*Exercise goal:*
Return the full set of records, matching them character for character.

*Materials provided:*
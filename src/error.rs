//! Error types for sheetboard.

use thiserror::Error;

/// Common error type for sheetboard.
#[derive(Error, Debug)]
pub enum BoardError {
    /// Caller passed an empty or otherwise unusable username.
    ///
    /// This is a contract violation on the caller's side; handlers are
    /// expected to reject such input before it reaches the registry.
    #[error("invalid username")]
    InvalidUsername,

    /// The content store could not be reached or returned garbage.
    ///
    /// Wraps transport failures, non-success statuses and undecodable
    /// responses from any store backend. Operations that hit this are
    /// not retried; the caller decides what to surface.
    #[error("content store unavailable: {0}")]
    StoreUnavailable(String),

    /// Two allocations produced the same identifier.
    ///
    /// Only possible when the allocator's serialization was bypassed or
    /// its id space ran out. Fatal for the affected scope: it is
    /// poisoned and every later allocation on it fails the same way.
    #[error("duplicate id allocation in scope {scope}")]
    DuplicateAllocation { scope: String },

    /// Validation error for user input.
    #[error("validation error: {0}")]
    Validation(String),

    /// Resource not found.
    #[error("{0} not found")]
    NotFound(String),

    /// I/O error.
    #[error("I/O error: {0}")]
    Io(#[from] std::io::Error),

    /// Configuration error.
    #[error("configuration error: {0}")]
    Config(String),
}

// Conversion from reqwest errors: every transport failure is a store
// availability problem from the caller's point of view.
impl From<reqwest::Error> for BoardError {
    fn from(e: reqwest::Error) -> Self {
        BoardError::StoreUnavailable(e.to_string())
    }
}

/// Result type alias for sheetboard operations.
pub type Result<T> = std::result::Result<T, BoardError>;

#[cfg(test)]
mod tests {
    use super::*;

    #[test]
    fn test_invalid_username_display() {
        let err = BoardError::InvalidUsername;
        assert_eq!(err.to_string(), "invalid username");
    }

    #[test]
    fn test_store_unavailable_display() {
        let err = BoardError::StoreUnavailable("connection refused".to_string());
        assert_eq!(
            err.to_string(),
            "content store unavailable: connection refused"
        );
    }

    #[test]
    fn test_duplicate_allocation_display() {
        let err = BoardError::DuplicateAllocation {
            scope: "thread".to_string(),
        };
        assert_eq!(err.to_string(), "duplicate id allocation in scope thread");
    }

    #[test]
    fn test_validation_error_display() {
        let err = BoardError::Validation("title too long".to_string());
        assert_eq!(err.to_string(), "validation error: title too long");
    }

    #[test]
    fn test_not_found_error_display() {
        let err = BoardError::NotFound("thread".to_string());
        assert_eq!(err.to_string(), "thread not found");
    }

    #[test]
    fn test_io_error_conversion() {
        let io_err = std::io::Error::new(std::io::ErrorKind::NotFound, "file not found");
        let err: BoardError = io_err.into();
        assert!(matches!(err, BoardError::Io(_)));
        assert!(err.to_string().contains("file not found"));
    }

    #[test]
    fn test_result_alias() {
        fn sample_ok() -> Result<i32> {
            Ok(42)
        }

        fn sample_err() -> Result<i32> {
            Err(BoardError::InvalidUsername)
        }

        assert_eq!(sample_ok().unwrap(), 42);
        assert!(sample_err().is_err());
    }
}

*Answer to this exercise:*
filename src/error.rs
//! Error types for sheetboard.

use thiserror::Error;

/// Common error type for sheetboard.
#[derive(Error, Debug)]
pub enum BoardError {
    /// Caller passed an empty or otherwise unusable username.
    ///
    /// This is a contract violation on the caller's side; handlers are
    /// expected to reject such input before it reaches the registry.
    #[error("invalid username")]
    InvalidUsername,

    /// The content store could not be reached or returned garbage.
    ///
    /// Wraps transport failures, non-success statuses and undecodable
    /// responses from any store backend. Operations that hit this are
    /// not retried; the caller decides what to surface.
    #[error("content store unavailable: {0}")]
    StoreUnavailable(String),

    /// Two allocations produced the same identifier.
    ///
    /// Only possible when the allocator's serialization was bypassed or
    /// its id space ran out. Fatal for the affected scope: it is
    /// poisoned and every later allocation on it fails the same way.
    #[error("duplicate id allocation in scope {scope}")]
    DuplicateAllocation { scope: String },

    /// Validation error for user input.
    #[error("validation error: {0}")]
    Validation(String),

    /// Resource not found.
    #[error("{0} not found")]
    NotFound(String),

    /// I/O error.
    #[error("I/O error: {0}")]
    Io(#[from] std::io::Error),

    /// Configuration error.
    #[error("configuration error: {0}")]
    Config(String),
}

// Conversion from reqwest errors: every transport failure is a store
// availability problem from the caller's point of view.
impl From<reqwest::Error> for BoardError {
    fn from(e: reqwest::Error) -> Self {
        BoardError::StoreUnavailable(e.to_string())
    }
}

/// Result type alias for sheetboard operations.
pub type Result<T> = std::result::Result<T, BoardError>;

#[cfg(test)]
mod tests {
    use super::*;

    #[test]
    fn test_invalid_username_display() {
        let err = BoardError::InvalidUsername;
        assert_eq!(err.to_string(), "invalid username");
    }

    #[test]
    fn test_store_unavailable_display() {
        let err = BoardError::StoreUnavailable("connection refused".to_string());
        assert_eq!(
            err.to_string(),
            "content store unavailable: connection refused"
        );
    }

    #[test]
    fn test_duplicate_allocation_display() {
        let err = BoardError::DuplicateAllocation {
            scope: "thread".to_string(),
        };
        assert_eq!(err.to_string(), "duplicate id allocation in scope thread");
    }

    #[test]
    fn test_validation_error_display() {
        let err = BoardError::Validation("title too long".to_string());
        assert_eq!(err.to_string(), "validation error: title too long");
    }

    #[test]
    fn test_not_found_error_display() {
        let err = BoardError::NotFound("thread".to_string());
        assert_eq!(err.to_string(), "thread not found");
    }

    #[test]
    fn test_io_error_conversion() {
        let io_err = std::io::Error::new(std::io::ErrorKind::NotFound, "file not found");
        let err: BoardError = io_err.into();
        assert!(matches!(err, BoardError::Io(_)));
        assert!(err.to_string().contains("file not found"));
    }

    #[test]
    fn test_result_alias() {
        fn sample_ok() -> Result<i32> {
            Ok(42)
        }

        fn sample_err() -> Result<i32> {
            Err(BoardError::InvalidUsername)
        }

        assert_eq!(sample_ok().unwrap(), 42);
        assert!(sample_err().is_err());
    }
}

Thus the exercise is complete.